Bild: Georg Diez. Auch nur so ein Martenstein.
Wer von Martenstein-Kolumnen redet, darf von Diez-Kolumnen nicht
schweigen“, schrieb der Freitag-Redakteur Michael Angele [1][jüngst auf
Facebook], als er sich über einen Satz in der Georg- Diez-Kolumne [2][“Der
Kritiker“] bei Spiegel Online ärgerte. „Die Grenzen, an denen Menschen
sterben, werden im Feuilleton neu errichtet“, [3][hieß es da].
Von Angeles Aufforderung fühle ich mich herausgefordert, denn auch ich rede
gerne und viel über Harald Martenstein, nicht nur wegen seiner
neoreaktionären Kolumnen im Zeit-Magazin. Fast wöchentlich begegne ich ihm
beim Bäcker, neulich schubste mich der rücksichtslose Antifeminist an einer
Engstelle fast samt Kinderanhänger in den Landwehrkanal.

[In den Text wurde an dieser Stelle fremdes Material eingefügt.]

//! Contention and failure scenarios for the pool and circuit breaker.

use std::sync::atomic::{AtomicUsize, Ordering};
use std::sync::Arc;
use std::time::Duration;

use async_trait::async_trait;
use pretty_assertions::assert_eq;

use chassis::config::{BreakerConfig, PoolConfig};
use chassis::resource::{ConnectionFactory, ResourceError, ResourcePool, ResourceResult};
use chassis::{BreakerError, BreakerRegistry, CircuitState};

/// Counters live behind `Arc`s so the test keeps visibility after the
/// factory moves into the pool.
#[derive(Clone)]
struct CountingFactory {
    created: Arc<AtomicUsize>,
    closed: Arc<AtomicUsize>,
}

impl CountingFactory {
    fn new() -> Self {
        Self {
            created: Arc::new(AtomicUsize::new(0)),
            closed: Arc::new(AtomicUsize::new(0)),
        }
    }
}

#[async_trait]
impl ConnectionFactory for CountingFactory {
    type Connection = usize;

    async fn create(&self) -> ResourceResult<usize> {
        Ok(self.created.fetch_add(1, Ordering::SeqCst))
    }

    async fn close(&self, _conn: usize) {
        self.closed.fetch_add(1, Ordering::SeqCst);
    }
}

fn pool_config(max_size: usize, acquire_timeout: Duration) -> PoolConfig {
    PoolConfig {
        max_size,
        min_size: 0,
        max_idle_time: Duration::from_secs(300),
        acquire_timeout,
        maintenance_interval: Duration::from_secs(60),
    }
}

#[tokio::test]
async fn pool_serves_more_tasks_than_capacity() {
    let factory = CountingFactory::new();
    let pool = Arc::new(ResourcePool::new(
        "shared",
        factory.clone(),
        pool_config(2, Duration::from_secs(2)),
    ));
    pool.start().await.unwrap();

    let mut tasks = Vec::new();
    for _ in 0..6 {
        let pool = pool.clone();
        tasks.push(tokio::spawn(async move {
            let conn = pool.acquire().await?;
            tokio::time::sleep(Duration::from_millis(10)).await;
            drop(conn);
            Ok::<(), ResourceError>(())
        }));
    }
    for task in tasks {
        task.await.unwrap().unwrap();
    }

    // Capacity was never exceeded; connections were reused.
    assert!(factory.created.load(Ordering::SeqCst) <= 2);
    let stats = pool.stats().await;
    assert!(stats.total <= 2);
    assert_eq!(stats.in_use, 0);
    assert_eq!(stats.waiting, 0);
}

#[tokio::test]
async fn exhausted_pool_times_out_with_a_named_error() {
    let factory = CountingFactory::new();
    let pool = Arc::new(ResourcePool::new(
        "tiny",
        factory.clone(),
        pool_config(1, Duration::from_millis(50)),
    ));
    pool.start().await.unwrap();

    let held = pool.acquire().await.unwrap();
    let err = pool.acquire().await.unwrap_err();
    match err {
        ResourceError::PoolExhausted { name, max_size } => {
            assert_eq!(name, "tiny");
            assert_eq!(max_size, 1);
        }
        other => panic!("expected exhaustion, got {:?}", other),
    }
    drop(held);
}

#[tokio::test]
async fn invalidated_connections_are_not_reused() {
    let factory = CountingFactory::new();
    let pool = Arc::new(ResourcePool::new(
        "flaky",
        factory.clone(),
        pool_config(1, Duration::from_millis(500)),
    ));
    pool.start().await.unwrap();

    let mut conn = pool.acquire().await.unwrap();
    let first = *conn;
    conn.invalidate();
    drop(conn);
    tokio::time::sleep(Duration::from_millis(50)).await;

    let conn = pool.acquire().await.unwrap();
    assert_ne!(*conn, first);
    assert_eq!(factory.closed.load(Ordering::SeqCst), 1);
}

#[derive(thiserror::Error, Debug)]
#[error("downstream unavailable")]
struct DownstreamError;

#[tokio::test]
async fn breaker_trips_and_recovers_through_the_registry() {
    let registry = BreakerRegistry::new(BreakerConfig {
        max_failures: 2,
        reset_timeout: Duration::from_millis(40),
    });
    let breaker = registry.get_breaker("resource.payments");
    let attempts = AtomicUsize::new(0);

    for _ in 0..2 {
        let result: Result<(), _> = breaker
            .call(|| async {
                attempts.fetch_add(1, Ordering::SeqCst);
                Err(DownstreamError)
            })
            .await;
        assert!(matches!(result, Err(BreakerError::Inner(_))));
    }
    assert_eq!(breaker.state(), CircuitState::Open);

    // While open, the downstream is not touched at all.
    let result: Result<(), _> = breaker
        .call(|| async {
            attempts.fetch_add(1, Ordering::SeqCst);
            Err(DownstreamError)
        })
        .await;
    assert!(matches!(result, Err(BreakerError::Open { .. })));
    assert_eq!(attempts.load(Ordering::SeqCst), 2);

    // After the reset timeout a trial call goes through and closes it.
    tokio::time::sleep(Duration::from_millis(60)).await;
    let result: Result<&str, BreakerError<DownstreamError>> =
        breaker.call(|| async { Ok("recovered") }).await;
    assert_eq!(result.unwrap(), "recovered");
    assert_eq!(breaker.state(), CircuitState::Closed);

    // The registry hands back the same breaker, so callers share state.
    assert_eq!(registry.get_breaker("resource.payments").failure_count(), 0);
}
//! Central registry and bulk lifecycle orchestration for resources.
//!
//! The manager starts registered resources concurrently (bounded by
//! `startup_concurrency`), guards each resource's startup behind a named
//! circuit breaker, stops them in reverse registration order under a
//! global timeout, and runs a periodic health monitor that publishes
//! health events on the bus.

use std::collections::HashMap;
use std::sync::atomic::{AtomicBool, Ordering};
use std::sync::Arc;

use dashmap::DashMap;
use futures::future::join_all;
use tokio::sync::Semaphore;
use tokio::task::JoinHandle;
use tokio::time::timeout;
use tracing::{debug, error, info, warn};

use crate::circuit_breaker::{BreakerError, BreakerRegistry};
use crate::config::ManagerConfig;
use crate::event_bus::{Event, EventBus, EventType};
use crate::resource::base::{Resource, ResourceStats};
use crate::resource::state::{ResourceHealth, ResourceState};
use crate::resource::{ResourceError, ResourceResult};

/// Outcome of [`ResourceManager::start_all_resources`].
#[derive(Debug, Default)]
pub struct StartupReport {
    pub started: Vec<String>,
    pub failed: Vec<(String, String)>,
}

impl StartupReport {
    pub fn all_started(&self) -> bool {
        self.failed.is_empty()
    }
}

/// Aggregate health across all registered resources.
#[derive(Debug, Clone, PartialEq)]
pub struct HealthSummary {
    pub healthy: usize,
    pub degraded: usize,
    pub unhealthy: usize,
    pub unknown: usize,
    pub by_resource: HashMap<String, ResourceHealth>,
}

impl HealthSummary {
    pub fn total(&self) -> usize {
        self.by_resource.len()
    }

    pub fn all_healthy(&self) -> bool {
        self.healthy == self.by_resource.len()
    }
}

/// Registry and orchestrator for all managed resources.
pub struct ResourceManager {
    resources: DashMap<String, Arc<Resource>>,
    /// Registration order; shutdown walks it in reverse.
    order: std::sync::Mutex<Vec<String>>,
    event_bus: Arc<EventBus>,
    breakers: Arc<BreakerRegistry>,
    config: ManagerConfig,
    started: AtomicBool,
    health_task: std::sync::Mutex<Option<JoinHandle<()>>>,
}

impl ResourceManager {
    pub fn new(
        event_bus: Arc<EventBus>,
        breakers: Arc<BreakerRegistry>,
        config: ManagerConfig,
    ) -> Self {
        Self {
            resources: DashMap::new(),
            order: std::sync::Mutex::new(Vec::new()),
            event_bus,
            breakers,
            config,
            started: AtomicBool::new(false),
            health_task: std::sync::Mutex::new(None),
        }
    }

    /// Adds a resource to the registry. Names are unique.
    pub async fn register(&self, resource: Resource) -> ResourceResult<Arc<Resource>> {
        let name = resource.name().to_string();
        let resource = Arc::new(resource);
        match self.resources.entry(name.clone()) {
            dashmap::mapref::entry::Entry::Occupied(_) => {
                return Err(ResourceError::operation(
                    &name,
                    "a resource with this name is already registered",
                ));
            }
            dashmap::mapref::entry::Entry::Vacant(slot) => {
                slot.insert(resource.clone());
            }
        }
        self.order.lock().expect("order lock poisoned").push(name.clone());

        info!(resource = %name, "resource registered");
        self.event_bus
            .publish(Event::new(EventType::ResourceRegistered).with_entry("resource", name))
            .await;
        Ok(resource)
    }

    /// Removes a resource, disconnecting and cleaning it up best-effort.
    pub async fn unregister(&self, name: &str) -> ResourceResult<()> {
        let Some((_, resource)) = self.resources.remove(name) else {
            return Err(ResourceError::NotFound {
                name: name.to_string(),
            });
        };
        self.order
            .lock()
            .expect("order lock poisoned")
            .retain(|n| n != name);

        self.teardown(&resource).await;
        info!(resource = %name, "resource unregistered");
        self.event_bus
            .publish(
                Event::new(EventType::ResourceUnregistered).with_entry("resource", name),
            )
            .await;
        Ok(())
    }

    pub fn get_resource(&self, name: &str) -> ResourceResult<Arc<Resource>> {
        self.resources
            .get(name)
            .map(|entry| entry.value().clone())
            .ok_or_else(|| ResourceError::NotFound {
                name: name.to_string(),
            })
    }

    pub fn resource_names(&self) -> Vec<String> {
        self.order.lock().expect("order lock poisoned").clone()
    }

    /// Starts every registered resource, at most `startup_concurrency` at
    /// a time. One resource's failure never aborts the others; the
    /// report lists both outcomes. Startup runs behind a per-resource
    /// circuit breaker keyed `resource.<name>`, so a resource that keeps
    /// failing is rejected fast on repeated attempts.
    pub async fn start_all_resources(self: &Arc<Self>) -> StartupReport {
        let names = self.resource_names();
        info!(count = names.len(), "starting all resources");
        let semaphore = Arc::new(Semaphore::new(self.config.startup_concurrency.max(1)));

        let tasks = names.iter().map(|name| {
            let semaphore = semaphore.clone();
            let name = name.clone();
            async move {
                let _permit = semaphore.acquire().await.expect("semaphore closed");
                let result = self.start_one(&name).await;
                (name, result)
            }
        });

        let mut report = StartupReport::default();
        for (name, result) in join_all(tasks).await {
            match result {
                Ok(()) => {
                    self.event_bus
                        .publish(
                            Event::new(EventType::ResourceStarted)
                                .with_entry("resource", name.clone()),
                        )
                        .await;
                    report.started.push(name);
                }
                Err(e) => {
                    error!(resource = %name, "resource failed to start: {}", e);
                    self.event_bus
                        .publish(
                            Event::new(EventType::ResourceFailed)
                                .with_entry("resource", name.clone())
                                .with_entry("error", e.to_string()),
                        )
                        .await;
                    report.failed.push((name, e.to_string()));
                }
            }
        }

        self.event_bus
            .publish(
                Event::new(EventType::ResourcesStarted)
                    .with_entry("started", report.started.len())
                    .with_entry("failed", report.failed.len()),
            )
            .await;
        self.started.store(true, Ordering::SeqCst);
        self.spawn_health_monitor();
        report
    }

    /// Stops all resources in reverse registration order, bounded by
    /// `shutdown_timeout` overall. Resources not reached before the
    /// deadline are logged as abandoned.
    pub async fn stop_all_resources(self: &Arc<Self>) {
        if let Some(task) = self.health_task.lock().expect("health task lock poisoned").take() {
            task.abort();
        }
        self.started.store(false, Ordering::SeqCst);

        let mut names = self.resource_names();
        names.reverse();
        info!(count = names.len(), "stopping all resources");

        let stopped = Arc::new(std::sync::Mutex::new(Vec::new()));
        let progress = stopped.clone();
        let shutdown = async {
            for name in &names {
                if let Ok(resource) = self.get_resource(name) {
                    self.teardown(&resource).await;
                    self.event_bus
                        .publish(
                            Event::new(EventType::ResourceStopped)
                                .with_entry("resource", name.clone()),
                        )
                        .await;
                }
                progress.lock().expect("progress lock poisoned").push(name.clone());
            }
        };

        if timeout(self.config.shutdown_timeout, shutdown).await.is_err() {
            let stopped = stopped.lock().expect("progress lock poisoned");
            let abandoned: Vec<_> = names
                .iter()
                .filter(|name| !stopped.contains(name))
                .collect();
            warn!(?abandoned, "shutdown timeout reached, abandoning resources");
        }

        self.event_bus
            .publish(
                Event::new(EventType::ResourcesStopped)
                    .with_entry("stopped", stopped.lock().expect("progress lock poisoned").len()),
            )
            .await;
    }

    /// Probes every resource once and aggregates the results.
    pub async fn health_check_all(&self) -> HealthSummary {
        let resources: Vec<Arc<Resource>> = self
            .resources
            .iter()
            .map(|entry| entry.value().clone())
            .collect();
        let probes = resources.iter().map(|resource| async {
            (resource.name().to_string(), resource.health_check().await)
        });

        let mut summary = HealthSummary {
            healthy: 0,
            degraded: 0,
            unhealthy: 0,
            unknown: 0,
            by_resource: HashMap::new(),
        };
        for (name, health) in join_all(probes).await {
            match health {
                ResourceHealth::Healthy => summary.healthy += 1,
                ResourceHealth::Degraded => summary.degraded += 1,
                ResourceHealth::Unhealthy => summary.unhealthy += 1,
                ResourceHealth::Unknown => summary.unknown += 1,
            }
            summary.by_resource.insert(name, health);
        }
        summary
    }

    pub async fn resource_stats(&self) -> Vec<ResourceStats> {
        let resources: Vec<Arc<Resource>> = self
            .resources
            .iter()
            .map(|entry| entry.value().clone())
            .collect();
        join_all(resources.iter().map(|resource| resource.get_stats())).await
    }

    /// Walks one resource to CONNECTED from wherever it currently is,
    /// behind its circuit breaker.
    async fn start_one(&self, name: &str) -> ResourceResult<()> {
        let resource = self.get_resource(name)?;
        let breaker = self.breakers.get_breaker(&format!("resource.{}", name));

        let result = breaker
            .call(|| async {
                match resource.state().await {
                    ResourceState::Created => {
                        resource.initialize().await?;
                        resource.connect().await
                    }
                    ResourceState::Ready | ResourceState::Disconnected => {
                        resource.connect().await
                    }
                    ResourceState::Connected => {
                        debug!(resource = %name, "already connected, skipping");
                        Ok(())
                    }
                    state => Err(ResourceError::State {
                        name: name.to_string(),
                        current: state,
                        required: "`created`, `ready` or `disconnected`".to_string(),
                    }),
                }
            })
            .await;

        result.map_err(|e| match e {
            BreakerError::Open { name: breaker_name } => ResourceError::operation(
                name,
                format!("startup rejected, circuit breaker `{}` is open", breaker_name),
            ),
            BreakerError::Inner(e) => e,
        })
    }

    /// Best-effort disconnect and cleanup; errors are logged only.
    async fn teardown(&self, resource: &Arc<Resource>) {
        let state = resource.state().await;
        if matches!(state, ResourceState::Connected | ResourceState::Error) {
            if let Err(e) = resource.disconnect().await {
                warn!(resource = %resource.name(), "disconnect failed: {}", e);
            }
        }
        if resource.state().await != ResourceState::Destroyed {
            if let Err(e) = resource.cleanup().await {
                warn!(resource = %resource.name(), "cleanup failed: {}", e);
            }
        }
    }

    /// Periodic health probe publishing `ResourceHealthChanged` on
    /// transitions and a `HealthReport` summary every interval.
    fn spawn_health_monitor(self: &Arc<Self>) {
        let mut slot = self.health_task.lock().expect("health task lock poisoned");
        if slot.is_some() {
            return;
        }
        let weak = Arc::downgrade(self);
        let interval = self.config.health_check_interval;
        *slot = Some(tokio::spawn(async move {
            let mut ticker = tokio::time::interval(interval);
            ticker.set_missed_tick_behavior(tokio::time::MissedTickBehavior::Skip);
            ticker.tick().await;
            let mut last: HashMap<String, ResourceHealth> = HashMap::new();
            loop {
                ticker.tick().await;
                let Some(manager) = weak.upgrade() else { break };
                let summary = manager.health_check_all().await;
                for (name, health) in &summary.by_resource {
                    if let Some(previous) = last.get(name) {
                        if previous != health {
                            info!(resource = %name, from = %previous, to = %health, "resource health changed");
                            manager
                                .event_bus
                                .publish(
                                    Event::new(EventType::ResourceHealthChanged)
                                        .with_entry("resource", name.clone())
                                        .with_entry("from", previous.to_string())
                                        .with_entry("to", health.to_string()),
                                )
                                .await;
                        }
                    }
                }
                last = summary.by_resource.clone();
                manager
                    .event_bus
                    .publish(
                        Event::new(EventType::HealthReport)
                            .with_entry("healthy", summary.healthy)
                            .with_entry("degraded", summary.degraded)
                            .with_entry("unhealthy", summary.unhealthy)
                            .with_entry("unknown", summary.unknown),
                    )
                    .await;
            }
        }));
    }
}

Aber was haben der linke Meinungskönig Diez und der kulturechte Martenstein
eigentlich miteinander zu tun, fragte ich mich. Vielleicht ist es so, dass
Georg Diez ein Martenstein unter umgekehrten politischen Vorzeichen ist.
Wie Martenstein erhebt er seine Stimme gegen einen angeblichen
Meinungsmainstream und gefällt sich in der Pose des um sich schlagenden
Solitärs. Und wie Martenstein ist Diez ein Renegat, der sich von seinem
Exmilieu ideologisch losgesagt hat und sich deshalb umso entschiedener
dagegen wenden muss.
Während Martenstein vor Jahren der DKP den Rücken kehrte, hat Diez eines
Tages entschieden, sein Münchner Popper-Milieu zu verlassen und links zu
werden. Meine Ferndiagnose: Diez ist eine einstige „Generation Golf“-Type,
die eines Tages Linkssein irgendwie schicker fand. Seither muss er
beweisen, dass er auf der richtigen Seite angekommen ist.
## Rhetorischer Hass
In der nunmehr feindlichen Umwelt erkennt der Popper-Linke „Umfaller,
Opportunisten, Mitläufer, Mitmacher, Stillhalter, Jasager“. Oder auch:
„Konfektionsliteratur und Konsenskritik fürs Kuschelland“ (gemeint sind
alle Autoren außer Diez). Oder auch: „Placebo-Diskurse – Ausweich- und
Ablenkungsmanöver, die dazu dienen, dass sich die Menschen, die diese
Diskurse führen, selbst besser fühlen“ (gemeint sind alle Diskurse außer
den von Diez angezettelten).
Die typische Diez-Kolumne ist getrieben von rhetorischem Hass auf
bürgerliche Pressevertreter und das „mediale Mehltau-Land“. Auch sonst ist
alles doof. Diez über die komplette zeitgenössische Kunst (Ausnahme: Post
Internet Art): „Diese Kunst ohne Richtung, ohne Vorstellung von Morgen,
ohne Perspektive und Zukunft und Wut und Utopie, eine Aufgebekunst, eine
Ergebenheitskunst, eine Kunst, die die ästhetischen Fragen durch
finanzielle Überlegungen ersetzte, weil der Wert eines Kunstwerks sein Wert
war.“
Zwar ist manche Diez-Position, etwa zur Flüchtlingspolitik, zu begrüßen –
doch bei aller inhaltlichen Sympathie ist mir sein maßloses Meinungspathos
unsympathisch. Zu muskulös schwingt der Drama-King des deutschen
Journalismus die ideologiekritische Keule, zu holzschnittartig sind die
Feinde zurechtgeschnitzt, zu schnittig trumpft der Links-Popper im Ton auf.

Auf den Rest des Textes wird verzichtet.